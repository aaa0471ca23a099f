//! Tracing setup for folio binaries.
//!
//! # Usage
//!
//! ```ignore
//! use folio_common::telemetry::{self, TelemetryConfig};
//!
//! fn main() {
//!     telemetry::init(TelemetryConfig::from_env("folio"));
//!     tracing::info!("build started");
//! }
//! ```

use tracing::Level;
use tracing_subscriber::layer::SubscriberExt;
use tracing_subscriber::util::SubscriberInitExt;
use tracing_subscriber::{EnvFilter, Layer};

/// Telemetry configuration
#[derive(Debug, Clone)]
pub struct TelemetryConfig {
    /// Service name for labeling (e.g., "folio")
    pub service_name: String,
    /// Console log level (default: INFO, DEBUG in debug builds)
    pub console_level: Level,
}

impl TelemetryConfig {
    /// Load config from environment variables.
    ///
    /// - `RUST_LOG`: Standard env filter (optional, overrides console_level)
    pub fn from_env(service_name: impl Into<String>) -> Self {
        let console_level = if cfg!(debug_assertions) {
            Level::DEBUG
        } else {
            Level::INFO
        };

        Self {
            service_name: service_name.into(),
            console_level,
        }
    }

    pub fn with_level(mut self, level: Level) -> Self {
        self.console_level = level;
        self
    }
}

/// Install the global tracing subscriber.
///
/// Call once at startup. Later calls are ignored with a warning rather than
/// panicking, so tests and embedders can call it freely.
pub fn init(config: TelemetryConfig) {
    let env_filter = EnvFilter::try_from_default_env()
        .unwrap_or_else(|_| EnvFilter::new(config.console_level.as_str().to_lowercase()));

    let console_layer = tracing_subscriber::fmt::layer()
        .with_target(true)
        .with_thread_ids(false)
        .with_file(false)
        .with_line_number(false)
        .compact()
        .with_writer(std::io::stderr)
        .with_filter(env_filter);

    match tracing_subscriber::registry().with(console_layer).try_init() {
        Ok(()) => {
            tracing::debug!(service = %config.service_name, "telemetry initialized");
        }
        Err(e) => {
            tracing::warn!(error = %e, "tracing subscriber already installed");
        }
    }
}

---*---

**The task:** Each record above, from first to last, should be written out again exactly.

**Exercise answer:**
repository aaa0471ca23a099f
//! Tracing setup for folio binaries.
//!
//! # Usage
//!
//! ```ignore
//! use folio_common::telemetry::{self, TelemetryConfig};
//!
//! fn main() {
//!     telemetry::init(TelemetryConfig::from_env("folio"));
//!     tracing::info!("build started");
//! }
//! ```

use tracing::Level;
use tracing_subscriber::layer::SubscriberExt;
use tracing_subscriber::util::SubscriberInitExt;
use tracing_subscriber::{EnvFilter, Layer};

/// Telemetry configuration
#[derive(Debug, Clone)]
pub struct TelemetryConfig {
    /// Service name for labeling (e.g., "folio")
    pub service_name: String,
    /// Console log level (default: INFO, DEBUG in debug builds)
    pub console_level: Level,
}

impl TelemetryConfig {
    /// Load config from environment variables.
    ///
    /// - `RUST_LOG`: Standard env filter (optional, overrides console_level)
    pub fn from_env(service_name: impl Into<String>) -> Self {
        let console_level = if cfg!(debug_assertions) {
            Level::DEBUG
        } else {
            Level::INFO
        };

        Self {
            service_name: service_name.into(),
            console_level,
        }
    }

    pub fn with_level(mut self, level: Level) -> Self {
        self.console_level = level;
        self
    }
}

/// Install the global tracing subscriber.
///
/// Call once at startup. Later calls are ignored with a warning rather than
/// panicking, so tests and embedders can call it freely.
pub fn init(config: TelemetryConfig) {
    let env_filter = EnvFilter::try_from_default_env()
        .unwrap_or_else(|_| EnvFilter::new(config.console_level.as_str().to_lowercase()));

    let console_layer = tracing_subscriber::fmt::layer()
        .with_target(true)
        .with_thread_ids(false)
        .with_file(false)
        .with_line_number(false)
        .compact()
        .with_writer(std::io::stderr)
        .with_filter(env_filter);

    match tracing_subscriber::registry().with(console_layer).try_init() {
        Ok(()) => {
            tracing::debug!(service = %config.service_name, "telemetry initialized");
        }
        Err(e) => {
            tracing::warn!(error = %e, "tracing subscriber already installed");
        }
    }
}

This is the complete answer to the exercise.